* _Dataset_:
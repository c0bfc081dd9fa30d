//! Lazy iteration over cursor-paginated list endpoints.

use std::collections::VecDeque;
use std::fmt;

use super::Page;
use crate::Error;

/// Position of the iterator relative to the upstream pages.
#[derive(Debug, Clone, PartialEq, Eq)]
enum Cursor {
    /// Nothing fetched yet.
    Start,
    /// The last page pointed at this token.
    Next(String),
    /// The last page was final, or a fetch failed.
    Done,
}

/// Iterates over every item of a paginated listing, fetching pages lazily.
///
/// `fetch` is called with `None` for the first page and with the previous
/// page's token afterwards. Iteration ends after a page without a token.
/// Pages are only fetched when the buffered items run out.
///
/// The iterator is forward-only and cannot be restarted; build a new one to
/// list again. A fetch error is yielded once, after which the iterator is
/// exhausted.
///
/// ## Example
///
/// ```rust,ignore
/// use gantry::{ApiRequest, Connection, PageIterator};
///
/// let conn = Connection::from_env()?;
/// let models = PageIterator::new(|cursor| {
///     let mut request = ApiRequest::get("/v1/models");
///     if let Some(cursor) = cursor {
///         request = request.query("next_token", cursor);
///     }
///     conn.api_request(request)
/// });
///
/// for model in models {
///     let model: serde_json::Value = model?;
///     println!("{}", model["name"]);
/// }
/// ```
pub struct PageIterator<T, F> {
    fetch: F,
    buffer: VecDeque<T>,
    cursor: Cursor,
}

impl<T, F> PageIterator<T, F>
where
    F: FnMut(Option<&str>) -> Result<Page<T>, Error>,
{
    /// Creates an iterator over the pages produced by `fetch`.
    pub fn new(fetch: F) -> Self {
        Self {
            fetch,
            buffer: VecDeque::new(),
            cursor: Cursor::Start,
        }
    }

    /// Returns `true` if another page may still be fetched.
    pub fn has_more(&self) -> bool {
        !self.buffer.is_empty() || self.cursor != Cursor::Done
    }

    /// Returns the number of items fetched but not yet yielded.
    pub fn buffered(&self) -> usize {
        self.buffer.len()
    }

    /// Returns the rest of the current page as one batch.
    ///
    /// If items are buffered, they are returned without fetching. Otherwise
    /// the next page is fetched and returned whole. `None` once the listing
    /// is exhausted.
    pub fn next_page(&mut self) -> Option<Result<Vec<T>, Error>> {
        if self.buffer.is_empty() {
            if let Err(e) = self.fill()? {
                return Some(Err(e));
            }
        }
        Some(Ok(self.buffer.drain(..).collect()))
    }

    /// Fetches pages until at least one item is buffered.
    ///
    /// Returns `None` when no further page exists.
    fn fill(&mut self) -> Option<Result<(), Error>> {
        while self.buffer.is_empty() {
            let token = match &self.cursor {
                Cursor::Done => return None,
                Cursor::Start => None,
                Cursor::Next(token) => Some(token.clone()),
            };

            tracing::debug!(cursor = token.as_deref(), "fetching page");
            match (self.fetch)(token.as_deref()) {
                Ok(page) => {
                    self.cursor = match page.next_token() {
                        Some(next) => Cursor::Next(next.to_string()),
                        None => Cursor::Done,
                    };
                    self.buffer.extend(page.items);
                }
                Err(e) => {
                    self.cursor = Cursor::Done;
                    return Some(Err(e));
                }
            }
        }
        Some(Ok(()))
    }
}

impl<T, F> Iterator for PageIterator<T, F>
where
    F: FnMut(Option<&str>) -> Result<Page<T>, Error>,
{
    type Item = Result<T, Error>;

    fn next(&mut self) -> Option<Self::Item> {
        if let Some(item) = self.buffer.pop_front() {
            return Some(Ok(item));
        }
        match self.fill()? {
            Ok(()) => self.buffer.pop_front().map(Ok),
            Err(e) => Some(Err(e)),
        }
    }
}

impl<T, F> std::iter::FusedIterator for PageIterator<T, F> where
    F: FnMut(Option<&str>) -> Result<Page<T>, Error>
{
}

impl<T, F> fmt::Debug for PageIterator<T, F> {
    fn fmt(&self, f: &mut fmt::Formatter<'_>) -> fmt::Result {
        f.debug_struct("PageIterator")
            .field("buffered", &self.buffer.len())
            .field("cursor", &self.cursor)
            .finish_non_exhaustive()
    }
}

---

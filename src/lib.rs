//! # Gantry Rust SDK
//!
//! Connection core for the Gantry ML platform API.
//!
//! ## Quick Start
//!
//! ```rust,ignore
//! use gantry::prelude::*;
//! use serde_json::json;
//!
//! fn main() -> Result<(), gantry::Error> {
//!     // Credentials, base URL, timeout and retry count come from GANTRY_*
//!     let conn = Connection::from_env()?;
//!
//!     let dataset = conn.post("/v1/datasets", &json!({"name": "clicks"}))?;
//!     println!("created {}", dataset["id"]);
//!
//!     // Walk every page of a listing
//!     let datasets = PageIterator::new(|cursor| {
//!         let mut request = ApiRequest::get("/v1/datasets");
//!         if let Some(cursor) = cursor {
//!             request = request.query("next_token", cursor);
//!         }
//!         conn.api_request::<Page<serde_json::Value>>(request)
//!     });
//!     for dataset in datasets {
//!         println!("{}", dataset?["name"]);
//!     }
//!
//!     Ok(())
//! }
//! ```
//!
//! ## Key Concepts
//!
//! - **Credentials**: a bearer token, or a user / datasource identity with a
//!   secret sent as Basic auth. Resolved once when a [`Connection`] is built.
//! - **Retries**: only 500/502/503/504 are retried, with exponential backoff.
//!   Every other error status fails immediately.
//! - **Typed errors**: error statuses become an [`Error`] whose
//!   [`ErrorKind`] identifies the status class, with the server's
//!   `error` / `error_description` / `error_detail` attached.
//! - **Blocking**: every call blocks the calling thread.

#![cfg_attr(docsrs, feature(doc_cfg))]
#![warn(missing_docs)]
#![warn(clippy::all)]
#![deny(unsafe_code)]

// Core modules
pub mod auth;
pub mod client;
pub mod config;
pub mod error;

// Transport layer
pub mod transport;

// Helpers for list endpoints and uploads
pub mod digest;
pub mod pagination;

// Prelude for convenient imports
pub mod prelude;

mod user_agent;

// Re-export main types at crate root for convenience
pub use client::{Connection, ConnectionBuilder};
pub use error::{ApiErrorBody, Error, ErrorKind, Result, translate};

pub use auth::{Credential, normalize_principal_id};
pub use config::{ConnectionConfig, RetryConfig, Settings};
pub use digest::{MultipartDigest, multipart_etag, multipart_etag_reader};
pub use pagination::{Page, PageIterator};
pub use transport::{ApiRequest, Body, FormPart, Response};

* _Brief_: Work out how many lines in this material contain the string "after", and give that number alone.

* _Solution_: 2